その後、八雲学園高校(東京)に進学。1年生からコートに立ち、2016年度はインターハイ、ウインターカップ(全国選抜優勝大会)いずれもベスト8。1年生ながら、2・3年生が中心世代となるU-17日本代表にも選出され、スペインで行われた世界選手権大会にも出場した。2017年度は2年生ながらキャプテンを任され、強豪がひしめく東京で、インターハイ、ウインターカップともに出場権を獲得。ウインターカップでは、1試合最多得点で新記録を達成(62得点)。リバウンド、フリースロー成功数、ブロックショットの4部門において、出場選手中トップとなる活躍で注目を集めるとともに、チームを過去最高の4位に導いた。目標は2020年東京のコートに立つこと。そのために一日、一日を大切に、充実した高校生活を過ごしている。

バスケットボールとの出会い

--バスケットボールとの出会いはいつですか。

奥山さん 小1の時です。小3の兄(喜理人さん/名古屋経済大学)が「鶴久保コスモス」というチームでバスケットボールを始めたので、練習について行ったり、試合の応援に行ったりしているうちに興味を持ちました。バスケットボールをする姿がとても楽しそうだったので、私も小3の時に「鶴久保コスモス」に入りました。

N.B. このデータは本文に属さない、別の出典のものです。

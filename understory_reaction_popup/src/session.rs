// Copyright 2025 the Understory Authors
// SPDX-License-Identifier: Apache-2.0 OR MIT

//! Pointer input and the per-gesture touch session.
//!
//! A session starts when the popup is shown and lives until it is dismissed.
//! It answers two questions the surface asks on every event:
//!
//! - Has every pointer position so far stayed on the anchor? If so, the
//!   first release is the end of the tap that opened the popup and must not
//!   count as a selection.
//! - Should moves still be ignored? Right after opening, the first reaction
//!   sits just above the finger; until the pointer leaves both the anchor and
//!   the strip below that reaction, nothing is selected.
//!
//! ```
//! use kurbo::{Point, Size};
//! use understory_reaction_layout::Anchor;
//! use understory_reaction_popup::TouchSession;
//!
//! let anchor = Anchor::new(Point::new(0.0, 100.0), Size::new(80.0, 40.0));
//! let mut session = TouchSession::new(Point::new(20.0, 120.0), anchor);
//!
//! assert!(session.track(Point::new(30.0, 130.0)));
//! // The release of the opening tap is consumed once.
//! assert!(session.consume_tap());
//! assert!(!session.consume_tap());
//! ```

use kurbo::Point;
use understory_reaction_layout::Anchor;

/// Kind of pointer event.
#[derive(Copy, Clone, Debug, PartialEq, Eq, Hash)]
pub enum PointerAction {
    /// Pointer pressed.
    Down,
    /// Pointer moved while pressed.
    Move,
    /// Pointer released.
    Up,
    /// Gesture cancelled by the platform.
    Cancel,
}

/// A pointer event in screen coordinates.
#[derive(Copy, Clone, Debug, PartialEq)]
pub struct PointerEvent {
    /// Kind of event.
    pub action: PointerAction,
    /// Pointer position in screen coordinates.
    pub position: Point,
}

impl PointerEvent {
    /// Creates a pointer event.
    #[must_use]
    pub const fn new(action: PointerAction, position: Point) -> Self {
        Self { action, position }
    }

    /// Pointer pressed at `position`.
    #[must_use]
    pub const fn down(position: Point) -> Self {
        Self::new(PointerAction::Down, position)
    }

    /// Pointer moved to `position`.
    #[must_use]
    pub const fn moved(position: Point) -> Self {
        Self::new(PointerAction::Move, position)
    }

    /// Pointer released at `position`.
    #[must_use]
    pub const fn up(position: Point) -> Self {
        Self::new(PointerAction::Up, position)
    }

    /// Gesture cancelled at `position`.
    #[must_use]
    pub const fn cancel(position: Point) -> Self {
        Self::new(PointerAction::Cancel, position)
    }
}

/// Transient state of the gesture that opened the popup.
#[derive(Copy, Clone, Debug, PartialEq)]
pub struct TouchSession {
    first_touch: Point,
    anchor: Anchor,
    always_inside_anchor: bool,
    ignoring_first_reaction: bool,
}

impl TouchSession {
    /// Starts a session for a gesture that began at `first_touch` on `anchor`.
    #[must_use]
    pub fn new(first_touch: Point, anchor: Anchor) -> Self {
        Self {
            first_touch,
            anchor,
            always_inside_anchor: true,
            ignoring_first_reaction: true,
        }
    }

    /// Screen point that opened the popup.
    #[must_use]
    pub fn first_touch(&self) -> Point {
        self.first_touch
    }

    /// Anchor bounds captured when the gesture started.
    #[must_use]
    pub fn anchor(&self) -> &Anchor {
        &self.anchor
    }

    /// Records a pointer position; returns whether the pointer has stayed on
    /// the anchor for the whole gesture.
    ///
    /// Once the pointer leaves the anchor the flag stays cleared.
    pub fn track(&mut self, position: Point) -> bool {
        self.always_inside_anchor = self.always_inside_anchor && self.anchor.contains(position);
        self.always_inside_anchor
    }

    /// Consumes the release of the opening tap.
    ///
    /// Returns `true` (and clears the flag) if the pointer never left the
    /// anchor, meaning the release must be swallowed.
    pub fn consume_tap(&mut self) -> bool {
        core::mem::replace(&mut self.always_inside_anchor, false)
    }

    /// Returns `true` while moves are still ignored.
    #[must_use]
    pub fn is_ignoring_first_reaction(&self) -> bool {
        self.ignoring_first_reaction
    }

    /// Updates the ignore flag for a down/move event and returns it.
    ///
    /// `below_first_reaction` tells whether the pointer is in the strip
    /// directly below the first reaction. The flag survives only while that
    /// holds or the pointer has never left the anchor; once cleared it stays
    /// cleared for the rest of the session.
    pub fn keep_ignoring_first_reaction(&mut self, below_first_reaction: bool) -> bool {
        self.ignoring_first_reaction = self.ignoring_first_reaction
            && (below_first_reaction || self.always_inside_anchor);
        self.ignoring_first_reaction
    }
}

--「鶴久保コスモス」は、奥山さんが通っている小学校で活動しているクラブですか。

奥山さん 違う小学校です。1人でも通える距離でしたが、(平日は)21時頃まで練習していたので、帰りは親に迎えに来てもらっていました。

--遅くまで練習するのですね。

奥山さん 低学年の練習は17時から19時までなので、小4までは自分の練習が終わるとステージに上がって、兄の練習が終わるまで練習を見たり、(同じように兄・姉を待つ人がいたので)遊んだりしながら待っていました。

--奥山さんは入部当初から「大器」と言われていたそうですが、それはどういう理由からだと思いますか。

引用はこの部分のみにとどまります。